There have been several news stories lately about the IRS seizing bank accounts of businesses on suspicion of structuring. Civil asset forfeiture allows law enforcement and other agencies to confiscate assets on suspicion of criminal activity without having to file formal charges. In the case of the recent IRS seizures, the suspicion was what’s called structuring, spreading cash transactions out over time to try to avoid reporting requirements. Questions of civil forfeiture aside, these incidents shine the light on the seriousness with which the IRS treats structuring and cash reporting and those issues have far reaching implications.
The basic rule is this. Cash transactions of over $10,000 must be reported using IRS/FinCen Form 8300, Report of Cash Payments over $10,000 Received in a Trade or Business. This requirement exists to target attempts at money laundering and other financial crimes, creating an audit trail that can be followed in the future. Structuring is when someone tries to avoid the requirement to file Form 8300 by breaking payments up, for example making two $6000 payments a week apart instead of one $12,000 lump sum. Regardless of the amount of any single transaction, if a group of related transactions exceeds $10,000 in total, Form 8300 must be filed. Failure to file carries steep civil and possibly criminal penalties.
The business involved in the recently reported seizures were those who involved frequent cash transactions, restaurants for example. The IRS seized the accounts based on frequent cash deposits on suspicion they were connected to structuring.

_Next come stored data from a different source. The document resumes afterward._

use crate::audio::AudioMonitor;
use crate::channel::{ChannelHandler, ChannelOptions, SignalSender, SignalingChannel};
use crate::codec::{CodecError, SignalMessage};
use crate::endpoint;
use crate::events::{ConnectionStatus, EventKind, SessionEvent, Warning};
use crate::host::HostEnvironment;
use crate::media::{AudioConstraints, CaptureError, MediaStream};
use crate::peer::{PeerSnapshot, PeerUnit};
use crate::reconnect::ReconnectPolicy;
use crate::room;

const NO_SERVER: &str = "server_url is required when the host has no location";

struct SessionState {
    status: ConnectionStatus,
    /// Set once `connect` has been called.
    started: bool,
    /// Set once `disconnect` has been called. Nothing restarts after this.
    closed: bool,
    should_reconnect: bool,
    local_peer_id: Option<String>,
    local_stream: Option<Arc<dyn MediaStream>>,
    local_monitor: Option<AudioMonitor>,
    local_level: f32,
    is_muted: bool,
    peers: HashMap<String, PeerUnit>,
    channel: Option<SignalingChannel>,
}

impl SessionState {
    fn new() -> Self {
        Self {
            status: ConnectionStatus::Connecting,
            started: false,
            closed: false,
            should_reconnect: true,
            local_peer_id: None,
            local_stream: None,
            local_monitor: None,
            local_level: 0.0,
            is_muted: false,
            peers: HashMap::new(),
            channel: None,
        }
    }

    /// Hand over everything a connection attempt allocated.
    fn take_resources(&mut self) -> Resources {
        self.local_peer_id = None;
        self.local_level = 0.0;
        self.is_muted = false;
        Resources {
            channel: self.channel.take(),
            peers: std::mem::take(&mut self.peers),
            monitor: self.local_monitor.take(),
            stream: self.local_stream.take(),
        }
    }
}

/// Resources taken out of [`SessionState`], released after the lock is gone.
struct Resources {
    channel: Option<SignalingChannel>,
    peers: HashMap<String, PeerUnit>,
    monitor: Option<AudioMonitor>,
    stream: Option<Arc<dyn MediaStream>>,
}

impl Resources {
    /// Close the channel, tear down every peer, stop local sampling and the
    /// microphone. Returns whether a microphone stream was held.
    fn release(self) -> bool {
        if let Some(channel) = self.channel {
            channel.close();
        }
        for (peer_id, unit) in self.peers {
            debug!(peer_id = %peer_id, "Closing peer");
            drop(unit);
        }
        if let Some(mut monitor) = self.monitor {
            monitor.stop();
        }
        match self.stream {
            Some(stream) => {
                stop_tracks(&stream);
                true
            }
            None => false,
        }
    }
}

pub(crate) struct SessionInner {
    me: Weak<SessionInner>,
    room_id: String,
    config: SessionConfig,
    host: Arc<dyn HostEnvironment>,
    events: EventBus<SessionEvent>,
    signals: SignalSender,
    state: Mutex<SessionState>,
}
//! Room creation over HTTP.

use reqwest::header::CONTENT_TYPE;
use serde::{Deserialize, Serialize};
use tracing::{debug, info, warn};
use voca_common::{ErrorCode, Result, VocaError};

use crate::endpoint;

const CREATE_FAILED: &str = "Failed to create room";

/// A room the server just allocated.
#[derive(Debug, Clone, PartialEq, Eq, Serialize, Deserialize)]
pub struct CreatedRoom {
    pub room: String,
    /// Present when the room is password protected.
    #[serde(default, skip_serializing_if = "Option::is_none")]
    pub password: Option<String>,
}

#[derive(Debug, Deserialize)]
struct FailureBody {
    #[serde(default)]
    error: Option<String>,
    #[serde(default)]
    message: Option<String>,
}

/// `POST {http_base}/api/room`, sending the API key as `x-api-key`.
///
/// A non-success response becomes an error carrying the server's `error`
/// code and `message` when the body has them.
pub async fn request_room(
    http: &reqwest::Client,
    http_base: &str,
    api_key: Option<&str>,
    password: Option<&str>,
) -> Result<CreatedRoom> {
    let url = endpoint::room_creation_url(http_base, password);
    debug!(server = %http_base, protected = password.is_some(), "Creating room");

    let mut request = http.post(&url).header(CONTENT_TYPE, "application/json");
    if let Some(key) = api_key {
        request = request.header("x-api-key", key);
    }

    let response = request.send().await.map_err(|e| {
        warn!(error = %e, "Room creation request failed");
        VocaError::with_message(ErrorCode::ConnectionFailed, format!("{CREATE_FAILED}: {e}"))
    })?;

    let status = response.status();
    if !status.is_success() {
        let body = response.text().await.unwrap_or_default();
        let failure = serde_json::from_str::<FailureBody>(&body).ok();
        let code = failure
            .as_ref()
            .and_then(|f| f.error.as_deref())
            .map_or(ErrorCode::ConnectionFailed, ErrorCode::from);
        let message = failure
            .and_then(|f| f.message)
            .filter(|m| !m.is_empty())
            .unwrap_or_else(|| CREATE_FAILED.to_string());
        warn!(%status, code = %code, "Room creation rejected");
        return Err(VocaError::with_message(code, message));
    }

    let created: CreatedRoom = response.json().await.map_err(|e| {
        VocaError::with_message(
            ErrorCode::ConnectionFailed,
            format!("invalid room creation response: {e}"),
        )
    })?;
    info!(room_id = %created.room, "Room created");
    Ok(created)
}
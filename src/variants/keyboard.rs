use super::ButtonState;
use crate::raw::{codes, RawKeyboard};
use std::ops::{BitOr, BitOrAssign};

/// Physical key position, independent of keyboard layout.
#[derive(Clone, Copy, Debug, Default, PartialEq, Eq, Hash)]
pub struct Scancode(pub i32);

impl Scancode {
    pub const UNKNOWN: Scancode = Scancode(0);
    pub const A: Scancode = Scancode(4);
    pub const W: Scancode = Scancode(26);
    pub const RETURN: Scancode = Scancode(40);
    pub const ESCAPE: Scancode = Scancode(41);
    pub const SPACE: Scancode = Scancode(44);
}

/// Virtual key, as mapped by the current keyboard layout.
#[derive(Clone, Copy, Debug, Default, PartialEq, Eq, Hash)]
pub struct Keycode(pub i32);

impl Keycode {
    pub const UNKNOWN: Keycode = Keycode(0);
    pub const RETURN: Keycode = Keycode(b'\r' as i32);
    pub const ESCAPE: Keycode = Keycode(0x1B);
    pub const SPACE: Keycode = Keycode(b' ' as i32);
    pub const A: Keycode = Keycode(b'a' as i32);
    pub const W: Keycode = Keycode(b'w' as i32);
}

/// Key modifier mask.
#[derive(Clone, Copy, Debug, Default, PartialEq, Eq, Hash)]
pub struct KeyModifiers(pub u16);

impl KeyModifiers {
    pub const NONE: KeyModifiers = KeyModifiers(0x0000);
    pub const LSHIFT: KeyModifiers = KeyModifiers(0x0001);
    pub const RSHIFT: KeyModifiers = KeyModifiers(0x0002);
    pub const LCTRL: KeyModifiers = KeyModifiers(0x0040);
    pub const RCTRL: KeyModifiers = KeyModifiers(0x0080);
    pub const LALT: KeyModifiers = KeyModifiers(0x0100);
    pub const RALT: KeyModifiers = KeyModifiers(0x0200);
    pub const LGUI: KeyModifiers = KeyModifiers(0x0400);
    pub const RGUI: KeyModifiers = KeyModifiers(0x0800);
    pub const NUM: KeyModifiers = KeyModifiers(0x1000);
    pub const CAPS: KeyModifiers = KeyModifiers(0x2000);
    pub const MODE: KeyModifiers = KeyModifiers(0x4000);

    pub const SHIFT: KeyModifiers = KeyModifiers(0x0001 | 0x0002);
    pub const CTRL: KeyModifiers = KeyModifiers(0x0040 | 0x0080);
    pub const ALT: KeyModifiers = KeyModifiers(0x0100 | 0x0200);
    pub const GUI: KeyModifiers = KeyModifiers(0x0400 | 0x0800);

    /// `true` if every bit of `other` is set.
    pub fn contains(self, other: KeyModifiers) -> bool {
        self.0 & other.0 == other.0
    }

    /// `true` if any bit of `other` is set.
    pub fn intersects(self, other: KeyModifiers) -> bool {
        self.0 & other.0 != 0
    }

    pub fn is_empty(self) -> bool {
        self.0 == 0
    }
}

impl BitOr for KeyModifiers {
    type Output = KeyModifiers;

    fn bitor(self, rhs: Self) -> Self::Output {
        KeyModifiers(self.0 | rhs.0)
    }
}

impl BitOrAssign for KeyModifiers {
    fn bitor_assign(&mut self, rhs: Self) {
        self.0 |= rhs.0;
    }
}

event_variant! {
    /// Key pressed or released.
    KeyboardEvent(RawKeyboard) => Event::Keyboard, member = key, default = codes::KEYDOWN
}

impl KeyboardEvent {
    pub fn window_id(&self) -> u32 {
        self.raw.window_id
    }

    pub fn set_window_id(&mut self, id: u32) {
        self.raw.window_id = id;
    }

    pub fn state(&self) -> ButtonState {
        ButtonState::from_raw(self.raw.state)
    }

    pub fn set_state(&mut self, state: ButtonState) {
        self.raw.state = state.to_raw();
    }

    pub fn is_pressed(&self) -> bool {
        self.state() == ButtonState::Pressed
    }

    pub fn is_released(&self) -> bool {
        self.state() == ButtonState::Released
    }

    /// `true` for key repeats generated while the key is held.
    pub fn is_repeated(&self) -> bool {
        self.raw.repeat != 0
    }

    pub fn set_repeated(&mut self, repeated: bool) {
        self.raw.repeat = u8::from(repeated);
    }

    pub fn scancode(&self) -> Scancode {
        Scancode(self.raw.keysym.scancode)
    }

    pub fn set_scancode(&mut self, scancode: Scancode) {
        self.raw.keysym.scancode = scancode.0;
    }

    pub fn keycode(&self) -> Keycode {
        Keycode(self.raw.keysym.sym)
    }

    pub fn set_keycode(&mut self, keycode: Keycode) {
        self.raw.keysym.sym = keycode.0;
    }

    pub fn modifiers(&self) -> KeyModifiers {
        KeyModifiers(self.raw.keysym.modifiers)
    }

    pub fn set_modifiers(&mut self, modifiers: KeyModifiers) {
        self.raw.keysym.modifiers = modifiers.0;
    }

    /// `true` if any bit of `modifier` is active, so `CTRL` matches either control key.
    pub fn is_active(&self, modifier: KeyModifiers) -> bool {
        self.modifiers().intersects(modifier)
    }

    /// `true` if the event is for `scancode`.
    pub fn is_scancode(&self, scancode: Scancode) -> bool {
        self.scancode() == scancode
    }

    /// `true` if the event is for `keycode`.
    pub fn is_keycode(&self, keycode: Keycode) -> bool {
        self.keycode() == keycode
    }
}

#[cfg(test)]
mod tests {
    use super::*;
    use crate::EventType;

    #[test]
    fn key_fields() {
        let mut event = KeyboardEvent::new();
        assert_eq!(event.event_type(), EventType::KeyDown);
        assert!(event.is_released());

        event.set_state(ButtonState::Pressed);
        event.set_repeated(true);
        event.set_scancode(Scancode::W);
        event.set_keycode(Keycode::W);
        event.set_window_id(7);

        assert!(event.is_pressed());
        assert!(event.is_repeated());
        assert!(event.is_scancode(Scancode::W));
        assert!(event.is_keycode(Keycode::W));
        assert_eq!(event.window_id(), 7);
    }

    #[test]
    fn modifiers() {
        let mut event = KeyboardEvent::new();
        event.set_modifiers(KeyModifiers::LCTRL | KeyModifiers::CAPS);

        assert!(event.is_active(KeyModifiers::CTRL));
        assert!(event.is_active(KeyModifiers::LCTRL));
        assert!(!event.is_active(KeyModifiers::RCTRL));
        assert!(!event.is_active(KeyModifiers::SHIFT));
        assert!(event.modifiers().contains(KeyModifiers::CAPS));
        assert!(!event.modifiers().contains(KeyModifiers::CTRL));

        let mut mask = KeyModifiers::NONE;
        assert!(mask.is_empty());
        mask |= KeyModifiers::RALT;
        assert!(mask.intersects(KeyModifiers::ALT));
    }
}
use crate::raw::{codes, RawDollarGesture, RawMultiGesture};

event_variant! {
    /// Multi-finger pinch/rotate gesture.
    MultiGestureEvent(RawMultiGesture) => Event::MultiGesture, member = mgesture, default = codes::MULTIGESTURE
}

impl MultiGestureEvent {
    pub fn touch_id(&self) -> i64 {
        self.raw.touch_id
    }

    pub fn set_touch_id(&mut self, id: i64) {
        self.raw.touch_id = id;
    }

    /// Rotation of the fingers since the previous event, in radians.
    pub fn delta_theta(&self) -> f32 {
        self.raw.d_theta
    }

    pub fn set_delta_theta(&mut self, theta: f32) {
        self.raw.d_theta = theta;
    }

    /// Pinch amount since the previous event.
    pub fn delta_distance(&self) -> f32 {
        self.raw.d_dist
    }

    pub fn set_delta_distance(&mut self, distance: f32) {
        self.raw.d_dist = distance;
    }

    /// Normalized center x of the gesture.
    pub fn center_x(&self) -> f32 {
        self.raw.x
    }

    pub fn set_center_x(&mut self, x: f32) {
        self.raw.x = x;
    }

    pub fn center_y(&self) -> f32 {
        self.raw.y
    }

    pub fn set_center_y(&mut self, y: f32) {
        self.raw.y = y;
    }

    pub fn fingers(&self) -> u16 {
        self.raw.num_fingers
    }

    pub fn set_fingers(&mut self, fingers: u16) {
        self.raw.num_fingers = fingers;
    }
}

event_variant! {
    /// Dollar gesture recognized (`DollarGesture`) or recorded (`DollarRecord`).
    DollarGestureEvent(RawDollarGesture) => Event::DollarGesture, member = dgesture, default = codes::DOLLARGESTURE
}

impl DollarGestureEvent {
    pub fn touch_id(&self) -> i64 {
        self.raw.touch_id
    }

    pub fn set_touch_id(&mut self, id: i64) {
        self.raw.touch_id = id;
    }

    pub fn gesture_id(&self) -> i64 {
        self.raw.gesture_id
    }

    pub fn set_gesture_id(&mut self, id: i64) {
        self.raw.gesture_id = id;
    }

    pub fn fingers(&self) -> u32 {
        self.raw.num_fingers
    }

    pub fn set_fingers(&mut self, fingers: u32) {
        self.raw.num_fingers = fingers;
    }

    /// Difference between the gesture and the best template match.
    pub fn error(&self) -> f32 {
        self.raw.error
    }

    pub fn set_error(&mut self, error: f32) {
        self.raw.error = error;
    }

    pub fn x(&self) -> f32 {
        self.raw.x
    }

    pub fn set_x(&mut self, x: f32) {
        self.raw.x = x;
    }

    pub fn y(&self) -> f32 {
        self.raw.y
    }

    pub fn set_y(&mut self, y: f32) {
        self.raw.y = y;
    }
}
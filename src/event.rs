//! The [`Event`] discriminated union.
//!
//! An `Event` mirrors one native record at a time. It holds exactly one typed
//! variant (or nothing, when [`Event::Empty`]), selected by the record's
//! category code in a single switch in [`Event::from_raw`].
//!
//! ## Typed access
//! - [`Event::is`] tests the active variant by type;
//! - [`Event::get`] returns it or [`EventError::TypeMismatch`];
//! - [`Event::try_get`] returns `None` on mismatch.
//!
//! Accessors never mutate the event, including on failure.
//!
//! ## Queue facade
//! The associated functions [`Event::poll`], [`Event::push`], [`Event::flush`],
//! [`Event::flush_all`], [`Event::queue_size`] and [`Event::in_queue`] act on
//! the process-wide queue ([`queue::global`](crate::queue::global)). The `_in`
//! variants take an explicit [`EventQueue`] instead.
//!
//! ```no_run
//! use evtype::{Event, MouseMotionEvent, QuitEvent};
//!
//! let mut event = Event::default();
//! 'main: loop {
//!     while event.poll() {
//!         if event.is::<QuitEvent>() {
//!             break 'main;
//!         }
//!         if let Some(motion) = event.try_get::<MouseMotionEvent>() {
//!             println!("pointer at {},{}", motion.x(), motion.y());
//!         }
//!     }
//! }
//! ```

use crate::error::{EventError, QueueError};
use crate::event_type::EventType;
use crate::queue::{self, EventQueue};
use crate::raw::{codes, RawEvent};
use crate::variants::*;

/// One event, as read from (or destined for) the native queue.
#[derive(Clone, Copy, Debug, Default, PartialEq)]
pub enum Event {
    /// No event held.
    #[default]
    Empty,
    Quit(QuitEvent),
    Common(CommonEvent),
    #[cfg(feature = "v2-0-14")]
    Display(DisplayEvent),
    Window(WindowEvent),
    Keyboard(KeyboardEvent),
    TextEditing(TextEditingEvent),
    TextInput(TextInputEvent),
    MouseMotion(MouseMotionEvent),
    MouseButton(MouseButtonEvent),
    MouseWheel(MouseWheelEvent),
    JoyAxis(JoyAxisEvent),
    JoyBall(JoyBallEvent),
    JoyHat(JoyHatEvent),
    JoyButton(JoyButtonEvent),
    JoyDevice(JoyDeviceEvent),
    ControllerAxis(ControllerAxisEvent),
    ControllerButton(ControllerButtonEvent),
    ControllerDevice(ControllerDeviceEvent),
    #[cfg(feature = "v2-0-14")]
    ControllerTouchpad(ControllerTouchpadEvent),
    #[cfg(feature = "v2-0-14")]
    ControllerSensor(ControllerSensorEvent),
    AudioDevice(AudioDeviceEvent),
    TouchFinger(TouchFingerEvent),
    MultiGesture(MultiGestureEvent),
    DollarGesture(DollarGestureEvent),
    Drop(DropEvent),
    Sensor(SensorEvent),
    User(UserEvent),
    /// Record with an unrecognized category code.
    Unknown(UnknownEvent),
}

impl Event {
    /// Interprets a native record according to its category code.
    ///
    /// Never fails: unrecognized codes produce [`Event::Unknown`].
    pub fn from_raw(raw: &RawEvent) -> Self {
        let kind = raw.kind();
        match kind {
            codes::QUIT => Event::Quit(QuitEvent::from_raw(raw)),

            codes::APP_TERMINATING
            | codes::APP_LOWMEMORY
            | codes::APP_WILLENTERBACKGROUND
            | codes::APP_DIDENTERBACKGROUND
            | codes::APP_WILLENTERFOREGROUND
            | codes::APP_DIDENTERFOREGROUND
            | codes::SYSWMEVENT
            | codes::KEYMAPCHANGED
            | codes::CLIPBOARDUPDATE
            | codes::RENDER_TARGETS_RESET
            | codes::RENDER_DEVICE_RESET => Event::Common(CommonEvent::from_raw(raw)),
            #[cfg(feature = "v2-0-14")]
            codes::LOCALECHANGED => Event::Common(CommonEvent::from_raw(raw)),

            #[cfg(feature = "v2-0-14")]
            codes::DISPLAYEVENT => Event::Display(DisplayEvent::from_raw(raw)),

            codes::WINDOWEVENT => Event::Window(WindowEvent::from_raw(raw)),

            codes::KEYDOWN | codes::KEYUP => Event::Keyboard(KeyboardEvent::from_raw(raw)),
            codes::TEXTEDITING => Event::TextEditing(TextEditingEvent::from_raw(raw)),
            codes::TEXTINPUT => Event::TextInput(TextInputEvent::from_raw(raw)),

            codes::MOUSEMOTION => Event::MouseMotion(MouseMotionEvent::from_raw(raw)),
            codes::MOUSEBUTTONDOWN | codes::MOUSEBUTTONUP => {
                Event::MouseButton(MouseButtonEvent::from_raw(raw))
            }
            codes::MOUSEWHEEL => Event::MouseWheel(MouseWheelEvent::from_raw(raw)),

            codes::JOYAXISMOTION => Event::JoyAxis(JoyAxisEvent::from_raw(raw)),
            codes::JOYBALLMOTION => Event::JoyBall(JoyBallEvent::from_raw(raw)),
            codes::JOYHATMOTION => Event::JoyHat(JoyHatEvent::from_raw(raw)),
            codes::JOYBUTTONDOWN | codes::JOYBUTTONUP => {
                Event::JoyButton(JoyButtonEvent::from_raw(raw))
            }
            codes::JOYDEVICEADDED | codes::JOYDEVICEREMOVED => {
                Event::JoyDevice(JoyDeviceEvent::from_raw(raw))
            }

            codes::CONTROLLERAXISMOTION => {
                Event::ControllerAxis(ControllerAxisEvent::from_raw(raw))
            }
            codes::CONTROLLERBUTTONDOWN | codes::CONTROLLERBUTTONUP => {
                Event::ControllerButton(ControllerButtonEvent::from_raw(raw))
            }
            codes::CONTROLLERDEVICEADDED
            | codes::CONTROLLERDEVICEREMOVED
            | codes::CONTROLLERDEVICEREMAPPED => {
                Event::ControllerDevice(ControllerDeviceEvent::from_raw(raw))
            }
            #[cfg(feature = "v2-0-14")]
            codes::CONTROLLERTOUCHPADDOWN
            | codes::CONTROLLERTOUCHPADMOTION
            | codes::CONTROLLERTOUCHPADUP => {
                Event::ControllerTouchpad(ControllerTouchpadEvent::from_raw(raw))
            }
            #[cfg(feature = "v2-0-14")]
            codes::CONTROLLERSENSORUPDATE => {
                Event::ControllerSensor(ControllerSensorEvent::from_raw(raw))
            }

            codes::FINGERDOWN | codes::FINGERUP | codes::FINGERMOTION => {
                Event::TouchFinger(TouchFingerEvent::from_raw(raw))
            }

            codes::DOLLARGESTURE | codes::DOLLARRECORD => {
                Event::DollarGesture(DollarGestureEvent::from_raw(raw))
            }
            codes::MULTIGESTURE => Event::MultiGesture(MultiGestureEvent::from_raw(raw)),

            codes::DROPFILE | codes::DROPTEXT | codes::DROPBEGIN | codes::DROPCOMPLETE => {
                Event::Drop(DropEvent::from_raw(raw))
            }

            codes::AUDIODEVICEADDED | codes::AUDIODEVICEREMOVED => {
                Event::AudioDevice(AudioDeviceEvent::from_raw(raw))
            }

            codes::SENSORUPDATE => Event::Sensor(SensorEvent::from_raw(raw)),

            codes::USEREVENT..=codes::LASTEVENT => Event::User(UserEvent::from_raw(raw)),

            _ => Event::Unknown(UnknownEvent::from_raw(raw)),
        }
    }

    /// Native record for the held variant, or `None` when empty.
    pub fn to_raw(&self) -> Option<RawEvent> {
        let raw = match self {
            Event::Empty => return None,
            Event::Quit(e) => e.to_raw(),
            Event::Common(e) => e.to_raw(),
            #[cfg(feature = "v2-0-14")]
            Event::Display(e) => e.to_raw(),
            Event::Window(e) => e.to_raw(),
            Event::Keyboard(e) => e.to_raw(),
            Event::TextEditing(e) => e.to_raw(),
            Event::TextInput(e) => e.to_raw(),
            Event::MouseMotion(e) => e.to_raw(),
            Event::MouseButton(e) => e.to_raw(),
            Event::MouseWheel(e) => e.to_raw(),
            Event::JoyAxis(e) => e.to_raw(),
            Event::JoyBall(e) => e.to_raw(),
            Event::JoyHat(e) => e.to_raw(),
            Event::JoyButton(e) => e.to_raw(),
            Event::JoyDevice(e) => e.to_raw(),
            Event::ControllerAxis(e) => e.to_raw(),
            Event::ControllerButton(e) => e.to_raw(),
            Event::ControllerDevice(e) => e.to_raw(),
            #[cfg(feature = "v2-0-14")]
            Event::ControllerTouchpad(e) => e.to_raw(),
            #[cfg(feature = "v2-0-14")]
            Event::ControllerSensor(e) => e.to_raw(),
            Event::AudioDevice(e) => e.to_raw(),
            Event::TouchFinger(e) => e.to_raw(),
            Event::MultiGesture(e) => e.to_raw(),
            Event::DollarGesture(e) => e.to_raw(),
            Event::Drop(e) => e.to_raw(),
            Event::Sensor(e) => e.to_raw(),
            Event::User(e) => e.to_raw(),
            Event::Unknown(e) => e.to_raw(),
        };
        Some(raw)
    }

    /// `true` if no event is held.
    pub fn is_empty(&self) -> bool {
        matches!(self, Event::Empty)
    }

    /// Category of the held event; `None` when empty.
    pub fn event_type(&self) -> Option<EventType> {
        self.to_raw().map(|raw| EventType::from_raw(raw.kind()))
    }

    /// Timestamp of the held event; `None` when empty.
    pub fn timestamp(&self) -> Option<u32> {
        self.to_raw().map(|raw| raw.timestamp())
    }

    /// Window the event is addressed to, for variants that carry one.
    pub fn window_id(&self) -> Option<u32> {
        match self {
            Event::Window(e) => Some(e.window_id()),
            Event::Keyboard(e) => Some(e.window_id()),
            Event::TextEditing(e) => Some(e.window_id()),
            Event::TextInput(e) => Some(e.window_id()),
            Event::MouseMotion(e) => Some(e.window_id()),
            Event::MouseButton(e) => Some(e.window_id()),
            Event::MouseWheel(e) => Some(e.window_id()),
            Event::TouchFinger(e) => Some(e.window_id()),
            Event::Drop(e) => Some(e.window_id()),
            Event::User(e) => Some(e.window_id()),
            _ => None,
        }
    }

    /// `true` if the held variant is `T`.
    pub fn is<T: EventVariant>(&self) -> bool {
        T::from_event(self).is_some()
    }

    /// The held variant as `T`.
    ///
    /// Fails with [`EventError::TypeMismatch`] if the event holds another
    /// variant (or nothing).
    pub fn get<T: EventVariant>(&self) -> Result<&T, EventError> {
        T::from_event(self).ok_or_else(|| self.mismatch::<T>())
    }

    pub fn get_mut<T: EventVariant>(&mut self) -> Result<&mut T, EventError> {
        let err = self.mismatch::<T>();
        T::from_event_mut(self).ok_or(err)
    }

    /// The held variant as `T`, or `None` on mismatch.
    pub fn try_get<T: EventVariant>(&self) -> Option<&T> {
        T::from_event(self)
    }

    pub fn try_get_mut<T: EventVariant>(&mut self) -> Option<&mut T> {
        T::from_event_mut(self)
    }

    fn mismatch<T: EventVariant>(&self) -> EventError {
        EventError::TypeMismatch {
            expected: T::NAME,
            found: self.event_type(),
        }
    }

    /// Takes the oldest record from the global queue into `self`.
    ///
    /// Returns `false` and leaves `self` empty when the queue has no events.
    pub fn poll(&mut self) -> bool {
        self.poll_from(queue::global())
    }

    /// Like [`poll`](Event::poll), against an explicit queue.
    pub fn poll_from(&mut self, queue: &EventQueue) -> bool {
        match queue.poll() {
            Some(raw) => {
                *self = Event::from_raw(&raw);
                true
            }
            None => {
                *self = Event::Empty;
                false
            }
        }
    }

    /// Appends an event to the tail of the global queue.
    pub fn push(event: impl Into<Event>) -> Result<(), QueueError> {
        Self::push_in(queue::global(), event)
    }

    pub fn push_in(queue: &EventQueue, event: impl Into<Event>) -> Result<(), QueueError> {
        let raw = event.into().to_raw().ok_or(QueueError::EmptyEvent)?;
        queue.push(raw)
    }

    /// Drops the oldest pending event of any type.
    pub fn flush() {
        queue::global().flush(None);
    }

    /// Drops the oldest pending event of type `ty`.
    pub fn flush_type(ty: EventType) {
        queue::global().flush(Some(ty));
    }

    /// Pumps sources, then drops every pending event.
    pub fn flush_all() {
        queue::global().flush_all(None);
    }

    /// Pumps sources, then drops every pending event of type `ty`.
    pub fn flush_all_type(ty: EventType) {
        queue::global().flush_all(Some(ty));
    }

    /// Number of pending events, optionally restricted to one type.
    pub fn queue_size(ty: Option<EventType>) -> usize {
        queue::global().len(ty)
    }

    /// `true` if at least one event of type `ty` is pending.
    pub fn in_queue(ty: EventType) -> bool {
        queue::global().contains(ty)
    }

    /// Pumps registered sources into the global queue.
    pub fn update() {
        queue::global().pump();
    }
}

Cash transactions for businesses are not the only transactions to incur reporting requirements and they are not, presumably, the only transactions where the IRS might involve civil asset forfeiture. When receiving a gift from a foreign person, for example, there is a reporting requirement if the gift received is over $100,000 in Form 3520, Annual Return to Report Transactions with Foreign Trusts and Receipt of Certain Foreign Gifts. The logic used to link transactions as structuring for cash transactions could easily be applied to such gifts. In the same way the IRS could argue that two $6000 payments were related and that thus the requirement to file Form 8300 existed, a similar argument could be made that two gifts of $55,000 are related and thus the Form 3520 requirement exists.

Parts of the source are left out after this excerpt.